Behind the scenes at the landfill


I'm so sorry if you're reading this while having your breakfast, but yesterday I popped down to a Suffolk landfill site to do a brief interview with the BBC's Mike Cartwright for News 24.

The story was to cover the news that landfill tax is increasing and that in Suffolk, we have only six years left before our landfill facilities reach capacity.

Suffolk County Council's Assistant Director for Environment, Bryn Griffiths, was also there and it was very interesting to get some extra background info on the challenges of waste management and the problems of methane gas created by biodegradable waste dumped into landfill.

If you've never been to a landfill site, I fully recommend a visit as it is a real wake-up call, even for ardent recyclers.

Just the sight of the bin lorries dumping the rubbish can make you feel ill. Then there's the smell, which is gross and if you are able to hang around long enough, you'll see all sorts of things that could easily be recycled or reused.

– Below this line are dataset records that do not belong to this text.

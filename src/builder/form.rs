//! Property panel forms derived from component schemas.
//!
//! DESIGN
//! ======
//! A component's `schema` lists its editable properties as
//! `{"properties": {key: {"type", "title", "enum", "default"}}, "required": [...]}`.
//! The panel shows one field per property and submits the entire props object
//! in a single update. Values arrive as raw strings from the input widgets and
//! are coerced by field kind before submission.

use std::collections::HashMap;

use serde::Serialize;
use serde_json::{Map, Value};
use uuid::Uuid;

use crate::builder::canvas::resolve_props;
use crate::model::{Component, ComponentInstance};

#[derive(Debug, Clone, PartialEq, Serialize)]
#[serde(tag = "kind", content = "options", rename_all = "snake_case")]
pub enum FieldKind {
    Text,
    Number,
    Checkbox,
    /// Schema `enum` values, kept with their JSON types.
    Select(Vec<Value>),
    Color,
    /// Free-form JSON for arrays, objects, and untyped properties.
    Textarea,
}

impl FieldKind {
    /// HTML input type (or element name) used to edit this kind.
    #[must_use]
    pub fn input_type(&self) -> &'static str {
        match self {
            Self::Text => "text",
            Self::Number => "number",
            Self::Checkbox => "checkbox",
            Self::Select(_) => "select",
            Self::Color => "color",
            Self::Textarea => "textarea",
        }
    }
}

/// Text shown for one select option; also the raw value a form submits.
#[must_use]
pub fn option_label(option: &Value) -> String {
    match option {
        Value::String(text) => text.clone(),
        other => other.to_string(),
    }
}

#[derive(Debug, Clone, PartialEq, Serialize)]
pub struct FormField {
    pub key: String,
    pub label: String,
    pub kind: FieldKind,
    pub required: bool,
    pub value: Option<Value>,
}

impl FormField {
    /// Current value as the string an input widget would display.
    #[must_use]
    pub fn display_value(&self) -> String {
        match &self.value {
            None | Some(Value::Null) => String::new(),
            Some(Value::String(text)) => text.clone(),
            Some(value @ (Value::Array(_) | Value::Object(_))) if self.kind == FieldKind::Textarea => {
                serde_json::to_string_pretty(value).unwrap_or_default()
            }
            Some(other) => other.to_string(),
        }
    }
}

#[derive(Debug, Clone, PartialEq, Eq, thiserror::Error, Serialize)]
#[error("{key}: {message}")]
pub struct FieldError {
    pub key: String,
    pub message: String,
}

impl FieldError {
    fn new(key: &str, message: impl Into<String>) -> Self {
        Self { key: key.to_owned(), message: message.into() }
    }
}

/// The editable form for one selected instance.
#[derive(Debug, Clone, PartialEq, Serialize)]
pub struct PropertyForm {
    pub instance_id: Uuid,
    pub component_id: Uuid,
    pub title: String,
    pub fields: Vec<FormField>,
    /// Props the submission starts from; keys without a field are preserved.
    base: Map<String, Value>,
}

#[derive(Debug, Clone, PartialEq, Serialize)]
#[serde(tag = "state", rename_all = "snake_case")]
pub enum PanelState {
    /// Nothing selected; the panel shows a placeholder.
    Empty,
    Editing(PropertyForm),
}

// =============================================================================
// DERIVATION
// =============================================================================

/// Build the property form for `instance` from its component's schema.
#[must_use]
pub fn derive_form(component: &Component, instance: &ComponentInstance) -> PropertyForm {
    let base = resolve_props(component, instance);
    let required = component
        .schema
        .get("required")
        .and_then(Value::as_array)
        .map(|keys| keys.iter().filter_map(Value::as_str).collect::<Vec<_>>())
        .unwrap_or_default();

    let fields = component
        .schema
        .get("properties")
        .and_then(Value::as_object)
        .map(|properties| {
            properties
                .iter()
                .map(|(key, property)| FormField {
                    key: key.clone(),
                    label: property
                        .get("title")
                        .and_then(Value::as_str)
                        .unwrap_or(key)
                        .to_owned(),
                    kind: field_kind(key, property),
                    required: required.contains(&key.as_str()),
                    value: base.get(key).cloned().or_else(|| property.get("default").cloned()),
                })
                .collect()
        })
        .unwrap_or_default();

    PropertyForm {
        instance_id: instance.id,
        component_id: component.id,
        title: component.label().to_owned(),
        fields,
        base,
    }
}

/// Widget kind for one schema property. `enum` wins over the declared type.
#[must_use]
pub fn field_kind(key: &str, property: &Value) -> FieldKind {
    if let Some(options) = property.get("enum").and_then(Value::as_array) {
        return FieldKind::Select(options.clone());
    }
    match property.get("type").and_then(Value::as_str) {
        Some("string") if key.to_ascii_lowercase().contains("color") => FieldKind::Color,
        Some("string") => FieldKind::Text,
        Some("number" | "integer") => FieldKind::Number,
        Some("boolean") => FieldKind::Checkbox,
        _ => FieldKind::Textarea,
    }
}

// =============================================================================
// SUBMISSION
// =============================================================================

impl PropertyForm {
    #[must_use]
    pub fn field(&self, key: &str) -> Option<&FormField> {
        self.fields.iter().find(|field| field.key == key)
    }

    /// Coerce raw input values and produce the complete props object.
    ///
    /// Fields missing from `values` keep their current value. Keys in
    /// `values` without a matching field are ignored.
    ///
    /// # Errors
    ///
    /// Every field that fails coercion or a required check, in field order.
    pub fn apply(&self, values: &HashMap<String, String>) -> Result<Map<String, Value>, Vec<FieldError>> {
        let mut props = self.base.clone();
        let mut errors = Vec::new();

        for field in &self.fields {
            let Some(raw) = values.get(&field.key) else {
                if field.required && is_blank(field.value.as_ref()) {
                    errors.push(FieldError::new(&field.key, "is required"));
                }
                continue;
            };
            match coerce(field, raw) {
                Ok(value) => {
                    props.insert(field.key.clone(), value);
                }
                Err(err) => errors.push(err),
            }
        }

        if errors.is_empty() { Ok(props) } else { Err(errors) }
    }
}

fn is_blank(value: Option<&Value>) -> bool {
    match value {
        None | Some(Value::Null) => true,
        Some(Value::String(text)) => text.trim().is_empty(),
        Some(_) => false,
    }
}

fn coerce(field: &FormField, raw: &str) -> Result<Value, FieldError> {
    let trimmed = raw.trim();
    if trimmed.is_empty() && field.kind != FieldKind::Checkbox {
        if field.required {
            return Err(FieldError::new(&field.key, "is required"));
        }
        return Ok(match field.kind {
            FieldKind::Text | FieldKind::Color => Value::String(raw.to_owned()),
            _ => Value::Null,
        });
    }

    match &field.kind {
        FieldKind::Text | FieldKind::Color => Ok(Value::String(raw.to_owned())),
        FieldKind::Number => parse_number(trimmed).ok_or_else(|| FieldError::new(&field.key, "must be a number")),
        FieldKind::Checkbox => parse_checkbox(trimmed)
            .map(Value::Bool)
            .ok_or_else(|| FieldError::new(&field.key, "must be true or false")),
        FieldKind::Select(options) => options
            .iter()
            .find(|option| option_label(option) == trimmed)
            .cloned()
            .ok_or_else(|| {
                let labels = options.iter().map(option_label).collect::<Vec<_>>();
                FieldError::new(&field.key, format!("must be one of: {}", labels.join(", ")))
            }),
        FieldKind::Textarea => {
            serde_json::from_str(trimmed).map_err(|_| FieldError::new(&field.key, "must be valid JSON"))
        }
    }
}

fn parse_number(raw: &str) -> Option<Value> {
    if let Ok(int) = raw.parse::<i64>() {
        return Some(Value::from(int));
    }
    raw.parse::<f64>()
        .ok()
        .and_then(serde_json::Number::from_f64)
        .map(Value::Number)
}

fn parse_checkbox(raw: &str) -> Option<bool> {
    match raw.to_ascii_lowercase().as_str() {
        "true" | "on" | "1" | "yes" => Some(true),
        "false" | "off" | "0" | "no" | "" => Some(false),
        _ => None,
    }
}

#[cfg(test)]
#[path = "form_test.rs"]
mod tests;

Amongst the gone off food, there were old shoes, plates, socks, paper, cardboard, plastic bottles, plastic bags and children's balls, much of which could have been recycled. You name it and it's in there somewhere.


Every time a layer of rubbish is added, the bulldozers cover it with earth. It was a bizarre feeling to realise that I wasn't actually standing on a hillside but on top of a mountain of waste.

At one point Mike Cartwright picked his way through the pile of rubbish, to deliver an intro for the BBC News 24 studio. Now that represents commitment to a job, as does the fact that the news team had spent nearly five hours on location.



Of course a trip to the landfill site wouldn't have been complete without taking my own week's rubbish along, you know the familiar small bag that only the size of my bin's wheel.

But do you know what?

I felt guilty just leaving it there on the side of the bank.


It was a bit like littering.

I know it was a landfill site, but all the same it didn't feel good.

In today's society, we've got so used to throwing things away and today's visit woke me up the fact that there is no such place as away, as once quoted by author Andrew O'Hagan and Anita Roddick.



I once described car boot sales as the graveyard of consumerism. I now know I was wrong. The real graveyard of course is the landfill.